Food impactions in the esophagus: incidence, causes, and treatment.
Florian Hentschel, Isabel Elena Haller, Juliane Emily Wruck, Benedikt Seckinger, Götz Mollenhauer, Till Bornscheuer, Stefan Lüth
Abstract
Open AccessFood impactions in the esophagus are gastroenterologic emergencies. Their incidence is suspected to increase. Standard therapy is endoscopic removal. According to European guidelines from 2016, gently pushing the food forward with the endoscope is safe and efficient. This has recently been doubted, and a retrograde extraction of the food bolus was supposed to be safer.We retrospectively analyzed all food impactions in our database over 16 years regarding incidence per year, age, sex, underlying disease, method of removal, success rate, and safety.From 2008 to 2024, 99 patients were included. Incidence of food impactions increased logarithmically from one per year to 22 per year (p < 0.001). Seventy-nine patients were male (80%; p < 0.001). Underlying diseases were reflux-associated lesions, eosinophilic esophagitis, pseudo-diverticulosis, hernia, achalasia, candidiasis, and others.

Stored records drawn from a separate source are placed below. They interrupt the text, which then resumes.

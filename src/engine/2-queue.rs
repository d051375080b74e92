//! # OfflineQueue
//! Durable FIFO-ish queue of operations that must eventually reach the
//! server. An operation is persisted before `queue_operation` returns and
//! only leaves the durable store once the scheduler reports a definitive
//! success or the retry budget is exhausted (`failed` is terminal but kept
//! for inspection). The queue subscribes to the connectivity signal and
//! drains itself whenever the app comes back online.

use std::cell::RefCell;
use std::rc::Rc;

use chrono::{DateTime, Utc};
use serde::{Deserialize, Serialize};
use serde_json::Value;

use crate::engine::ledger::OptimisticLedger;
use crate::engine::scheduler::{OutcomeKey, Priority, SyncOutcome, SyncRequest, SyncScheduler};
use crate::platform::{ConnectivitySource, KeyValueStore, SubscriptionHandle, TimerHost};
use crate::EngineConfig;

const QUEUE_STORAGE_KEY: &str = "offbeat.queue";

#[derive(Debug, Clone, Copy, PartialEq, Eq, Serialize, Deserialize)]
#[serde(rename_all = "lowercase")]
pub enum OperationStatus {
    Pending,
    Syncing,
    Completed,
    Failed,
}

#[derive(Debug, Clone, Serialize, Deserialize)]
pub struct QueuedOperation {
    pub id: String,
    #[serde(rename = "type")]
    pub op_type: String,
    pub data: Value,
    /// The optimistic update this operation settles, when there is one.
    pub update_id: Option<String>,
    #[serde(default)]
    pub priority: Priority,
    pub timestamp: DateTime<Utc>,
    pub retry_count: u32,
    pub status: OperationStatus,
}

#[derive(Debug, Clone, Copy, PartialEq, Eq, Default)]
pub struct OperationStats {
    pub total: usize,
    pub pending: usize,
    pub syncing: usize,
    pub completed: usize,
    pub failed: usize,
}

struct QueueInner {
    store: Rc<dyn KeyValueStore>,
    connectivity: Rc<dyn ConnectivitySource>,
    timers: Rc<dyn TimerHost>,
    scheduler: SyncScheduler,
    /// Loose coupling: when present, drained operations are marked
    /// processing on the ledger so its status stays truthful.
    ledger: Option<OptimisticLedger>,
    config: EngineConfig,
    operations: Vec<QueuedOperation>,
    online_callbacks: Vec<(u64, Rc<dyn Fn()>)>,
    offline_callbacks: Vec<(u64, Rc<dyn Fn()>)>,
    next_callback: u64,
    user_id: Option<String>,
    session_id: Option<String>,
    _connectivity_sub: Option<SubscriptionHandle>,
    outcome_key: Option<OutcomeKey>,
    destroyed: bool,
}

impl QueueInner {
    fn save(&self) {
        match serde_json::to_string(&self.operations) {
            Ok(json) => {
                if let Err(e) = self.store.set(QUEUE_STORAGE_KEY, &json) {
                    log::warn!("queue persistence unavailable: {e}");
                }
            }
            Err(e) => log::error!("failed to serialize operation queue: {e}"),
        }
    }
}

/// Handle to the queue. Cheap to clone; clones share state.
#[derive(Clone)]
pub struct OfflineQueue {
    inner: Rc<RefCell<QueueInner>>,
}

impl OfflineQueue {
    pub fn new(
        store: Rc<dyn KeyValueStore>,
        connectivity: Rc<dyn ConnectivitySource>,
        timers: Rc<dyn TimerHost>,
        scheduler: SyncScheduler,
        ledger: Option<OptimisticLedger>,
        config: EngineConfig,
    ) -> Self {
        // Operations persisted by a prior page load come back; anything
        // that was mid-sync when the page died restarts from pending.
        let mut operations = load_operations(store.as_ref());
        for op in &mut operations {
            if op.status == OperationStatus::Syncing {
                op.status = OperationStatus::Pending;
            }
        }
        if !operations.is_empty() {
            log::info!("recovered {} queued operations", operations.len());
        }

        let queue = Self {
            inner: Rc::new(RefCell::new(QueueInner {
                store,
                connectivity,
                timers,
                scheduler,
                ledger,
                config,
                operations,
                online_callbacks: Vec::new(),
                offline_callbacks: Vec::new(),
                next_callback: 0,
                user_id: None,
                session_id: None,
                _connectivity_sub: None,
                outcome_key: None,
                destroyed: false,
            })),
        };

        let weak = Rc::downgrade(&queue.inner);
        let sub = queue
            .inner
            .borrow()
            .connectivity
            .subscribe(Box::new(move |online| {
                if let Some(inner) = weak.upgrade() {
                    OfflineQueue { inner }.connectivity_changed(online);
                }
            }));

        let weak = Rc::downgrade(&queue.inner);
        let outcome_key = queue
            .inner
            .borrow()
            .scheduler
            .on_outcome(move |outcome| {
                if let Some(inner) = weak.upgrade() {
                    OfflineQueue { inner }.outcome_received(outcome);
                }
            });

        {
            let mut inner = queue.inner.borrow_mut();
            inner._connectivity_sub = Some(sub);
            inner.outcome_key = Some(outcome_key);
        }
        queue
    }

    /// Attribution carried on every request this queue hands the scheduler.
    pub fn set_identity(&self, user_id: Option<String>, session_id: Option<String>) {
        let mut inner = self.inner.borrow_mut();
        inner.user_id = user_id;
        inner.session_id = session_id;
    }

    /// Persist the operation, then drain immediately if online. Never
    /// throws: a storage fault degrades to memory-only queueing.
    pub fn queue_operation(
        &self,
        op_type: &str,
        data: Value,
        update_id: Option<&str>,
    ) -> String {
        self.queue_operation_with_priority(op_type, data, update_id, Priority::Normal)
    }

    pub fn queue_operation_with_priority(
        &self,
        op_type: &str,
        data: Value,
        update_id: Option<&str>,
        priority: Priority,
    ) -> String {
        let (id, online) = {
            let mut inner = self.inner.borrow_mut();
            let now = inner.timers.now();
            let op = QueuedOperation {
                id: crate::next_id("op", now),
                op_type: op_type.to_string(),
                data,
                update_id: update_id.map(str::to_string),
                priority,
                timestamp: now,
                retry_count: 0,
                status: OperationStatus::Pending,
            };
            let id = op.id.clone();
            inner.operations.push(op);
            inner.save();
            (id, inner.connectivity.is_online())
        };
        log::info!("queued operation {id} ({op_type})");
        if online {
            self.sync_pending_operations();
        }
        id
    }

    /// Hand every pending operation to the scheduler, in enqueue order.
    /// No-op while offline or after destruction.
    pub fn sync_pending_operations(&self) {
        let requests = {
            let mut inner = self.inner.borrow_mut();
            if inner.destroyed || !inner.connectivity.is_online() {
                return;
            }
            let user_id = inner.user_id.clone();
            let session_id = inner.session_id.clone();
            let default_max_retries = inner.config.default_max_retries;
            let mut requests = Vec::new();
            for op in &mut inner.operations {
                if op.status != OperationStatus::Pending {
                    continue;
                }
                op.status = OperationStatus::Syncing;
                requests.push((
                    SyncRequest {
                        operation_id: op.id.clone(),
                        op_type: op.op_type.clone(),
                        payload: op.data.clone(),
                        priority: op.priority,
                        max_retries: default_max_retries,
                        user_id: user_id.clone(),
                        session_id: session_id.clone(),
                    },
                    op.update_id.clone(),
                ));
            }
            if requests.is_empty() {
                return;
            }
            inner.save();
            requests
        };

        log::info!("draining {} pending operations", requests.len());
        let (scheduler, ledger) = {
            let inner = self.inner.borrow();
            (inner.scheduler.clone(), inner.ledger.clone())
        };
        for (request, update_id) in requests {
            if let (Some(ledger), Some(update_id)) = (&ledger, &update_id) {
                ledger.set_in_flight(update_id, true);
            }
            scheduler.schedule_sync(request);
        }
    }

    pub fn get_pending_operations(&self) -> Vec<QueuedOperation> {
        self.inner
            .borrow()
            .operations
            .iter()
            .filter(|op| {
                matches!(
                    op.status,
                    OperationStatus::Pending | OperationStatus::Syncing
                )
            })
            .cloned()
            .collect()
    }

    pub fn operation(&self, id: &str) -> Option<QueuedOperation> {
        self.inner
            .borrow()
            .operations
            .iter()
            .find(|op| op.id == id)
            .cloned()
    }

    pub fn get_operation_stats(&self) -> OperationStats {
        let inner = self.inner.borrow();
        let mut stats = OperationStats {
            total: inner.operations.len(),
            ..Default::default()
        };
        for op in &inner.operations {
            match op.status {
                OperationStatus::Pending => stats.pending += 1,
                OperationStatus::Syncing => stats.syncing += 1,
                OperationStatus::Completed => stats.completed += 1,
                OperationStatus::Failed => stats.failed += 1,
            }
        }
        stats
    }

    /// Drop completed operations from memory and storage. Never throws.
    pub fn clear_completed_operations(&self) {
        let mut inner = self.inner.borrow_mut();
        let before = inner.operations.len();
        inner
            .operations
            .retain(|op| op.status != OperationStatus::Completed);
        if inner.operations.len() != before {
            inner.save();
        }
    }

    /// Registration never throws; duplicate callbacks are fine. Remove with
    /// [`OfflineQueue::remove_callback`].
    pub fn on_online(&self, callback: impl Fn() + 'static) -> u64 {
        let mut inner = self.inner.borrow_mut();
        let key = inner.next_callback;
        inner.next_callback += 1;
        inner.online_callbacks.push((key, Rc::new(callback)));
        key
    }

    pub fn on_offline(&self, callback: impl Fn() + 'static) -> u64 {
        let mut inner = self.inner.borrow_mut();
        let key = inner.next_callback;
        inner.next_callback += 1;
        inner.offline_callbacks.push((key, Rc::new(callback)));
        key
    }

    pub fn remove_callback(&self, key: u64) {
        let mut inner = self.inner.borrow_mut();
        inner.online_callbacks.retain(|(k, _)| *k != key);
        inner.offline_callbacks.retain(|(k, _)| *k != key);
    }

    /// Idempotent teardown: unhooks the connectivity signal and the
    /// scheduler outcome handler synchronously.
    pub fn destroy(&self) {
        let (sub, outcome) = {
            let mut inner = self.inner.borrow_mut();
            if inner.destroyed {
                return;
            }
            inner.destroyed = true;
            inner.online_callbacks.clear();
            inner.offline_callbacks.clear();
            (
                inner._connectivity_sub.take(),
                inner.outcome_key.take().map(|k| (inner.scheduler.clone(), k)),
            )
        };
        drop(sub);
        if let Some((scheduler, key)) = outcome {
            scheduler.remove_outcome_handler(key);
        }
    }

    fn connectivity_changed(&self, online: bool) {
        let callbacks: Vec<Rc<dyn Fn()>> = {
            let inner = self.inner.borrow();
            if inner.destroyed {
                return;
            }
            let list = if online {
                &inner.online_callbacks
            } else {
                &inner.offline_callbacks
            };
            list.iter().map(|(_, cb)| cb.clone()).collect()
        };
        for callback in callbacks {
            callback();
        }
        if online {
            log::info!("connection restored; draining queue");
            self.sync_pending_operations();
        } else {
            log::info!("connection lost; queueing locally");
        }
    }

    /// A definitive result came back from the scheduler: record it on the
    /// operation, then settle the linked ledger entry. Settlement runs
    /// outside the borrow because confirm/rollback emit events.
    fn outcome_received(&self, outcome: &SyncOutcome) {
        let settle = {
            let mut inner = self.inner.borrow_mut();
            if inner.destroyed {
                return;
            }
            let ledger = inner.ledger.clone();
            let Some(op) = inner
                .operations
                .iter_mut()
                .find(|op| op.id == outcome.operation_id)
            else {
                return;
            };
            op.retry_count = outcome.attempts.saturating_sub(1);
            op.status = match outcome.result {
                Ok(_) => OperationStatus::Completed,
                Err(_) => OperationStatus::Failed,
            };
            let update_id = op.update_id.clone();
            inner.save();
            ledger.zip(update_id)
        };
        if let Some((ledger, update_id)) = settle {
            match &outcome.result {
                Ok(value) => ledger.confirm(&update_id, Some(value.clone())),
                // Errors surfacing here are terminal (the scheduler spent
                // the network retry budget), so this rollback is final.
                Err(error) => ledger.rollback(&update_id, "sync failed", Some(error.clone())),
            }
        }
    }
}

impl std::fmt::Debug for OfflineQueue {
    fn fmt(&self, f: &mut std::fmt::Formatter<'_>) -> std::fmt::Result {
        f.debug_struct("OfflineQueue")
            .field("stats", &self.get_operation_stats())
            .finish()
    }
}

fn load_operations(store: &dyn KeyValueStore) -> Vec<QueuedOperation> {
    let Some(json) = store.get(QUEUE_STORAGE_KEY) else {
        return Vec::new();
    };
    serde_json::from_str(&json).unwrap_or_else(|e| {
        log::warn!("discarding unreadable operation queue: {e}");
        Vec::new()
    })
}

Fifty-five were pushed forward prior to 2016, afterwards it were 74 (56% and 75% respectively; p < 0.001). Success rate was 100 percent for all techniques. We observed two minor adverse events in the forward-pushing group vs. one in the extraction group (not significant).Our data confirms that food obstructions are on the rise and that the vast majority of patients are male. There is no typical underlying disease but a wide variety of rare diseases which together form the basis for the increase. Pushing forward is as safe as is extracting the food, so we see no necessity to change the existing guidelines.